Malformed packet attack: It refers to any attack that utilizes nonstandard packets to cause denial of service. Malformed packet attacks generally exploit errors in the Transmission Control Protocol/Internet Protocol (TCP/IP) stack of the victim system by sending atypically formatted packets.
Flooding: Flooding is a Denial of Service (DoS) attack that is designed to bring a network or service down by flooding it with large amounts of traffic. Flood attacks occur when a network or service becomes so weighed down with packets initiating incomplete connection requests that it can no longer process genuine connection requests. By flooding a server or host with connections that cannot be completed, the flood attack eventually fills the host's memorybuffer. Once this buffer is full no further connections can be made, and the result is a Denial of Service.
Sniffing: Sniffing involves capturing, decoding, inspecting and interpreting the information inside a network packet on a TCP/IP network. The purpose is to steal information, usually user IDs, passwords, network details, credit card numbers, etc. Sniffing is generally referred to as a “passive” type of attack, wherein the attackers can be silent/invisible on the network. This makes it difficult to detect, and hence it is a dangerous type of attack.
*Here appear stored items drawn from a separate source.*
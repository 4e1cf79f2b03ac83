//! Shared fixtures: fake analyzers and corpus trees.
//!
//! Every fake analyzer script is written once, before any test spawns a
//! process, so no executable is ever open for writing while a child forks.

#![allow(dead_code)]

use std::fs;
use std::os::unix::fs::PermissionsExt;
use std::path::{Path, PathBuf};
use std::sync::OnceLock;
use tempfile::TempDir;

/// Source of a variant that must stay clean.
pub const CLEAN_SOURCE: &str = "int main(void) { return 0; }\n";

/// Source of a variant that must be flagged.
pub const BUGGY_SOURCE: &str = "int main(void) { char b[1]; return b[2]; /* BUG */ }\n";

/// Clang-style: one warning for files containing BUG unless -DOMITBAD.
const COMPILER_SCRIPT: &str = r#"#!/bin/sh
for last; do :; done
case " $* " in *" -DOMITBAD "*) exit 0 ;; esac
if grep -q BUG "$last"; then
    echo "$last:1:40: warning: array index 2 is past the end of the array" >&2
    echo "1 warning generated." >&2
fi
exit 0
"#;

/// Frama-C-style: kernel summary on stdout, options in -cpp-extra-args.
const KERNEL_SCRIPT: &str = r#"#!/bin/sh
for last; do :; done
echo "[kernel] Parsing $last (with preprocessing)"
case "$*" in *-DOMITBAD*) echo "[kernel] Frama-C kernel: 0 errors 0 warnings"; exit 0 ;; esac
if grep -q BUG "$last"; then
    echo "[kernel] Frama-C kernel: 0 errors 1 warning"
else
    echo "[kernel] Frama-C kernel: 0 errors 0 warnings"
fi
exit 0
"#;

/// Never reports anything.
const SILENT_SCRIPT: &str = "#!/bin/sh\nexit 0\n";

/// Always reports, even on clean input.
const NOISY_SCRIPT: &str = "#!/bin/sh\necho \"2 warnings generated.\" >&2\nexit 0\n";

/// Never finishes on its own; the shell waits on a child it forked.
const HANGING_SCRIPT: &str = "#!/bin/sh\nsleep 30\necho done\n";

/// Prints a summary line, then hangs.
const STALLING_SCRIPT: &str =
    "#!/bin/sh\necho \"1 warning generated.\" >&2\nexec sleep 30\n";

/// Crashes without printing a summary.
const CRASHING_SCRIPT: &str = "#!/bin/sh\necho \"Segmentation fault\" >&2\nexit 139\n";

/// Paths of the installed fake analyzers.
pub struct FakeTools {
    _dir: TempDir,
    pub compiler: PathBuf,
    pub kernel: PathBuf,
    pub silent: PathBuf,
    pub noisy: PathBuf,
    pub hanging: PathBuf,
    pub stalling: PathBuf,
    pub crashing: PathBuf,
}

/// The fake analyzers, installed on first use.
pub fn fake_tools() -> &'static FakeTools {
    static TOOLS: OnceLock<FakeTools> = OnceLock::new();
    TOOLS.get_or_init(|| {
        let dir = tempfile::tempdir().unwrap();
        let install = |name: &str, body: &str| {
            let path = dir.path().join(name);
            fs::write(&path, body).unwrap();
            fs::set_permissions(&path, fs::Permissions::from_mode(0o755)).unwrap();
            path
        };

        let compiler = install("fake-clang", COMPILER_SCRIPT);
        let kernel = install("fake-frama-c", KERNEL_SCRIPT);
        let silent = install("fake-silent", SILENT_SCRIPT);
        let noisy = install("fake-noisy", NOISY_SCRIPT);
        let hanging = install("fake-hanging", HANGING_SCRIPT);
        let stalling = install("fake-stalling", STALLING_SCRIPT);
        let crashing = install("fake-crashing", CRASHING_SCRIPT);

        FakeTools {
            _dir: dir,
            compiler,
            kernel,
            silent,
            noisy,
            hanging,
            stalling,
            crashing,
        }
    })
}

/// Write one triple-file case into `group`.
pub fn write_triple_case(group: &Path, name: &str) {
    for (dir, source) in [
        ("test_correct", CLEAN_SOURCE),
        ("test_correct_catch_bad", CLEAN_SOURCE),
        ("test_incorrect", BUGGY_SOURCE),
    ] {
        fs::create_dir_all(group.join(dir)).unwrap();
        fs::write(group.join(dir).join(name), source).unwrap();
    }
    fs::write(group.join(name), CLEAN_SOURCE).unwrap();
}

/// Write a define-flag group with a Makefile and the given case files.
pub fn write_define_group(folder: &Path, names: &[&str]) {
    fs::create_dir_all(folder).unwrap();
    fs::write(folder.join("Makefile"), "all:\n").unwrap();
    for name in names {
        fs::write(folder.join(name), BUGGY_SOURCE).unwrap();
    }
}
Ransomware: Ransomware is malware for data kidnapping, an exploit in which the attacker encrypts the victim's data and demands payment for the decryption key. Ransomware spreads through e-mail attachments, infected programs and compromised websites. A ransomware malware program may also be called a cryptovirus, cryptotrojan or cryptoworm.
DNS hijacking: It is a type of malicious attack that overrides a computer’s TCP/IP settings to point it at a rogue DNS server, thereby invalidating the default DNS settings. In other words, when an attacker takes control of a computer to alter its DNS settings, so that it now points to a rogue DNS server, the process is referred to as DNS hijacking.
Drive-by download: A drive-by download refers to potentially harmful software code that is installed on a person's computer without the user needing to first accept or even be made aware of the software installation. Drive-by downloads are a form of malware typically found on compromised web pages. By simply "driving by," or visiting the web page, the drive-by download begins to download and is then installed in the background on the computer or mobile device without alerting the user.
Example of DOS attack: Hong Kong’s Democracy Movement Flustered -
This attack does not deal with anything U.S. related. This story shows that DDoS attacks can occur world wide to foreign governments and corporations as alike.
A grassroots moment located in Hong Kong wanted to bring destruction to the Chinese government back in June 2014. This movement is called Occupy Central. They organized one of the biggest and most famous DDoS attacks in history.
Occupy Central used this DDoS attack against the Chinese government because they wanted a one man one vote system when electing officials to represent political office. At the time, the government didn’t allow for such a voting system. Only 1,200 members apart of an election committee were allowed to vote on who would be the next political leader.
This all led Occupy Central to push their DDoS attack forward and brought down a major political website.